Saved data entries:
________________
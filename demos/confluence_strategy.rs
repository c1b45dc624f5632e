use std::error::Error;
use std::time::Duration;

use secrecy::SecretString;
use tinkclaw_sdk::api::{ApiClient, Confluence};
use tinkclaw_sdk::strategy::{OrderIntent, PositionBook, Strategy, StrategyRunner};
use tracing_subscriber::EnvFilter;

/// Buys on strong breakout confluence and exits when the score fades.
struct MomentumBot {
    entry_score: f64,
    exit_score: f64,
    size: f64,
}

impl Strategy for MomentumBot {
    fn on_signal(
        &mut self,
        symbol: &str,
        confluence: &Confluence,
        positions: &PositionBook,
    ) -> Vec<OrderIntent> {
        let score = confluence.score.unwrap_or_default();
        let held = positions.get(symbol);
        let breakout = confluence.setup_type.as_deref() == Some("breakout");

        if held == 0.0 && score > self.entry_score && breakout {
            vec![OrderIntent::buy(symbol, self.size).with_reason(format!("score {score:.1}"))]
        } else if held > 0.0 && score < self.exit_score {
            vec![OrderIntent::sell(symbol, held).with_reason("confluence faded")]
        } else {
            Vec::new()
        }
    }
}

fn main() -> Result<(), Box<dyn Error>> {
    tracing_subscriber::fmt()
        .with_env_filter(
            EnvFilter::try_from_default_env().unwrap_or_else(|_| EnvFilter::new("info")),
        )
        .init();

    let api_key =
        std::env::var("TINKCLAW_API_KEY").unwrap_or_else(|_| "REPLACE_WITH_API_KEY".to_string());

    let runtime = tokio::runtime::Builder::new_current_thread()
        .enable_all()
        .build()?;

    runtime.block_on(async {
        let client = ApiClient::new(SecretString::new(api_key))?;
        let bot = MomentumBot {
            entry_score: 75.0,
            exit_score: 40.0,
            size: 0.1,
        };
        let mut runner = StrategyRunner::new(["BTC", "ETH", "SOL"], client.clone(), bot);

        let summary = runner
            .run(Duration::from_secs(4 * 3600), Some(3))
            .await;
        println!(
            "iterations={} orders={} errors={} calls_remaining={:?}",
            summary.iterations,
            summary.orders,
            summary.errors,
            client.calls_remaining()
        );
        for (symbol, size) in runner.positions().iter() {
            println!("{symbol}: {size}");
        }

        Ok::<(), Box<dyn Error>>(())
    })
}
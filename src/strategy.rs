//! Polling strategy loop over confluence signals.
//!
//! A [`StrategyRunner`] asks a [`SignalSource`] for the confluence of each
//! symbol, hands it to a user [`Strategy`], and routes the returned
//! [`OrderIntent`]s to an [`OrderSink`]. Without a configured sink orders go
//! to [`DryRunSink`], which only logs them.

use std::collections::{BTreeMap, VecDeque};
use std::error::Error as StdError;
use std::fmt;
use std::sync::atomic::{AtomicU64, Ordering};
use std::sync::Arc;
use std::time::{Duration, SystemTime, UNIX_EPOCH};

use async_trait::async_trait;
use thiserror::Error;
use tokio_util::sync::CancellationToken;
use tracing::{error, info};

use crate::api::{ApiClient, ApiError, Confluence};

/// Signal records kept by a runner unless configured otherwise.
pub const DEFAULT_HISTORY_LIMIT: usize = 1_000;

#[derive(Clone, Copy, Debug, PartialEq, Eq)]
pub enum Side {
    Buy,
    Sell,
}

impl Side {
    pub fn as_str(self) -> &'static str {
        match self {
            Self::Buy => "buy",
            Self::Sell => "sell",
        }
    }
}

impl fmt::Display for Side {
    fn fmt(&self, f: &mut fmt::Formatter<'_>) -> fmt::Result {
        f.write_str(self.as_str())
    }
}

/// An order a strategy wants placed.
#[derive(Clone, Debug, PartialEq)]
pub struct OrderIntent {
    pub symbol: String,
    pub size: f64,
    pub side: Side,
    pub reason: Option<String>,
}

impl OrderIntent {
    pub fn buy(symbol: impl Into<String>, size: f64) -> Self {
        Self {
            symbol: symbol.into(),
            size,
            side: Side::Buy,
            reason: None,
        }
    }

    pub fn sell(symbol: impl Into<String>, size: f64) -> Self {
        Self {
            symbol: symbol.into(),
            size,
            side: Side::Sell,
            reason: None,
        }
    }

    pub fn with_reason(mut self, reason: impl Into<String>) -> Self {
        self.reason = Some(reason.into());
        self
    }

    fn signed_size(&self) -> f64 {
        match self.side {
            Side::Buy => self.size,
            Side::Sell => -self.size,
        }
    }
}

#[derive(Clone, Debug, PartialEq)]
pub struct OrderConfirmation {
    pub order_id: String,
    pub symbol: String,
    pub size: f64,
    pub side: Side,
}

#[derive(Debug, Error)]
pub enum OrderSinkError {
    #[error("order rejected: {0}")]
    Rejected(String),

    #[error("order backend unavailable: {0}")]
    Unavailable(String),
}

/// Order execution backend.
#[async_trait]
pub trait OrderSink: Send + Sync {
    fn name(&self) -> &str;

    async fn submit(&self, order: &OrderIntent) -> Result<OrderConfirmation, OrderSinkError>;
}

/// Sink that logs orders and confirms them without executing anything.
#[derive(Debug, Default)]
pub struct DryRunSink {
    next_id: AtomicU64,
}

impl DryRunSink {
    pub fn new() -> Self {
        Self::default()
    }
}

#[async_trait]
impl OrderSink for DryRunSink {
    fn name(&self) -> &str {
        "dry-run"
    }

    async fn submit(&self, order: &OrderIntent) -> Result<OrderConfirmation, OrderSinkError> {
        let id = self.next_id.fetch_add(1, Ordering::Relaxed) + 1;
        info!(
            event = "strategy_order_dry_run",
            symbol = %order.symbol,
            side = order.side.as_str(),
            size = order.size,
            reason = order.reason.as_deref().unwrap_or("")
        );
        Ok(OrderConfirmation {
            order_id: format!("dry-run-{id}"),
            symbol: order.symbol.clone(),
            size: order.size,
            side: order.side,
        })
    }
}

/// Where the runner reads confluence from.
#[async_trait]
pub trait SignalSource: Send + Sync {
    type Error: StdError + Send + Sync + 'static;

    async fn confluence(&self, symbol: &str) -> Result<Confluence, Self::Error>;
}

#[async_trait]
impl SignalSource for ApiClient {
    type Error = ApiError;

    async fn confluence(&self, symbol: &str) -> Result<Confluence, ApiError> {
        self.get_confluence(symbol).await
    }
}

/// User trading logic.
pub trait Strategy: Send {
    /// Called once per symbol per iteration with the latest confluence.
    fn on_signal(
        &mut self,
        symbol: &str,
        confluence: &Confluence,
        positions: &PositionBook,
    ) -> Vec<OrderIntent>;
}

/// Net position per symbol; positive is long, negative is short.
#[derive(Clone, Debug, Default, PartialEq)]
pub struct PositionBook {
    positions: BTreeMap<String, f64>,
}

impl PositionBook {
    pub fn get(&self, symbol: &str) -> f64 {
        self.positions.get(symbol).copied().unwrap_or(0.0)
    }

    pub fn iter(&self) -> impl Iterator<Item = (&str, f64)> {
        self.positions.iter().map(|(symbol, size)| (symbol.as_str(), *size))
    }

    fn apply(&mut self, confirmation: &OrderConfirmation) {
        let delta = match confirmation.side {
            Side::Buy => confirmation.size,
            Side::Sell => -confirmation.size,
        };
        *self.positions.entry(confirmation.symbol.clone()).or_insert(0.0) += delta;
    }
}

#[derive(Clone, Debug, PartialEq)]
pub struct SignalRecord {
    pub observed_at_ms: u64,
    pub symbol: String,
    pub score: Option<f64>,
    pub signal: Option<String>,
    pub setup_type: Option<String>,
}

#[derive(Debug, Error)]
pub enum StrategyError {
    #[error("signal source failed: {0}")]
    Source(Box<dyn StdError + Send + Sync>),

    #[error(transparent)]
    Order(#[from] OrderSinkError),
}

#[derive(Clone, Copy, Debug, Default, PartialEq, Eq)]
pub struct RunSummary {
    pub iterations: usize,
    pub signals: usize,
    pub orders: usize,
    pub errors: usize,
}

pub struct StrategyRunner<St, Src> {
    symbols: Vec<String>,
    strategy: St,
    source: Src,
    sink: Arc<dyn OrderSink>,
    positions: PositionBook,
    history: VecDeque<SignalRecord>,
    history_limit: usize,
    shutdown: CancellationToken,
}

impl<St, Src> StrategyRunner<St, Src>
where
    St: Strategy,
    Src: SignalSource,
{
    pub fn new<I>(symbols: I, source: Src, strategy: St) -> Self
    where
        I: IntoIterator,
        I::Item: Into<String>,
    {
        Self {
            symbols: symbols.into_iter().map(Into::into).collect(),
            strategy,
            source,
            sink: Arc::new(DryRunSink::new()),
            positions: PositionBook::default(),
            history: VecDeque::new(),
            history_limit: DEFAULT_HISTORY_LIMIT,
            shutdown: CancellationToken::new(),
        }
    }

    pub fn with_sink(mut self, sink: Arc<dyn OrderSink>) -> Self {
        self.sink = sink;
        self
    }

    /// Keeps at most `limit` signal records, dropping the oldest first.
    /// Zero disables the history.
    pub fn with_history_limit(mut self, limit: usize) -> Self {
        self.history_limit = limit;
        self.trim_history();
        self
    }

    /// Uses `token` to stop [`run`](Self::run) between iterations.
    pub fn with_shutdown(mut self, token: CancellationToken) -> Self {
        self.shutdown = token;
        self
    }

    pub fn shutdown_token(&self) -> CancellationToken {
        self.shutdown.clone()
    }

    pub fn positions(&self) -> &PositionBook {
        &self.positions
    }

    /// Most recent signal records, oldest first.
    pub fn history(&self) -> &VecDeque<SignalRecord> {
        &self.history
    }

    pub fn strategy(&self) -> &St {
        &self.strategy
    }

    /// Polls every symbol, sleeping `interval` between iterations.
    ///
    /// Runs until `max_iterations` is reached or the shutdown token is
    /// cancelled. A failure for one symbol is logged and does not affect the
    /// others.
    pub async fn run(&mut self, interval: Duration, max_iterations: Option<usize>) -> RunSummary {
        let mut summary = RunSummary::default();
        info!(
            event = "strategy_started",
            symbols = self.symbols.len(),
            sink = self.sink.name(),
            interval_secs = interval.as_secs_f64()
        );

        loop {
            if max_iterations.is_some_and(|max| summary.iterations >= max)
                || self.shutdown.is_cancelled()
            {
                break;
            }

            info!(event = "strategy_iteration", iteration = summary.iterations + 1);
            for index in 0..self.symbols.len() {
                let symbol = self.symbols[index].clone();
                let mut placed = 0;
                let result = self.process_symbol(&symbol, &mut placed).await;
                summary.orders += placed;
                match result {
                    Ok(()) => summary.signals += 1,
                    Err(err) => {
                        summary.errors += 1;
                        error!(event = "strategy_symbol_failed", symbol = %symbol, error = %err);
                    }
                }
            }
            summary.iterations += 1;

            if max_iterations.is_some_and(|max| summary.iterations >= max) {
                break;
            }
            tokio::select! {
                _ = self.shutdown.cancelled() => break,
                _ = tokio::time::sleep(interval) => {}
            }
        }

        info!(
            event = "strategy_stopped",
            iterations = summary.iterations,
            orders = summary.orders,
            errors = summary.errors
        );
        summary
    }

    /// Runs one symbol through the strategy. `placed` counts confirmed orders,
    /// including those confirmed before a later order fails.
    async fn process_symbol(
        &mut self,
        symbol: &str,
        placed: &mut usize,
    ) -> Result<(), StrategyError> {
        let confluence = self
            .source
            .confluence(symbol)
            .await
            .map_err(|err| StrategyError::Source(Box::new(err)))?;
        self.record(symbol, &confluence);

        let orders = self
            .strategy
            .on_signal(symbol, &confluence, &self.positions);

        for order in orders {
            let confirmation = self.sink.submit(&order).await?;
            info!(
                event = "strategy_order_placed",
                order_id = %confirmation.order_id,
                symbol = %confirmation.symbol,
                side = confirmation.side.as_str(),
                size = order.signed_size()
            );
            self.positions.apply(&confirmation);
            *placed += 1;
        }
        Ok(())
    }

    fn record(&mut self, symbol: &str, confluence: &Confluence) {
        info!(
            event = "strategy_signal",
            symbol,
            score = confluence.score,
            signal = confluence.signal.as_deref().unwrap_or(""),
            setup = confluence.setup_type.as_deref().unwrap_or("")
        );
        if self.history_limit == 0 {
            return;
        }
        self.history.push_back(SignalRecord {
            observed_at_ms: now_ms(),
            symbol: symbol.to_string(),
            score: confluence.score,
            signal: confluence.signal.clone(),
            setup_type: confluence.setup_type.clone(),
        });
        self.trim_history();
    }

    fn trim_history(&mut self) {
        while self.history.len() > self.history_limit {
            self.history.pop_front();
        }
    }
}

fn now_ms() -> u64 {
    SystemTime::now()
        .duration_since(UNIX_EPOCH)
        .unwrap_or_default()
        .as_millis() as u64
}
________________
■ **TASK STATEMENT**
Copy out every line of the data that includes the word "configured".

■ **OUTPUT FOR THIS EXERCISE**
//! [`OrderIntent`]s to an [`OrderSink`]. Without a configured sink orders go
/// Signal records kept by a runner unless configured otherwise.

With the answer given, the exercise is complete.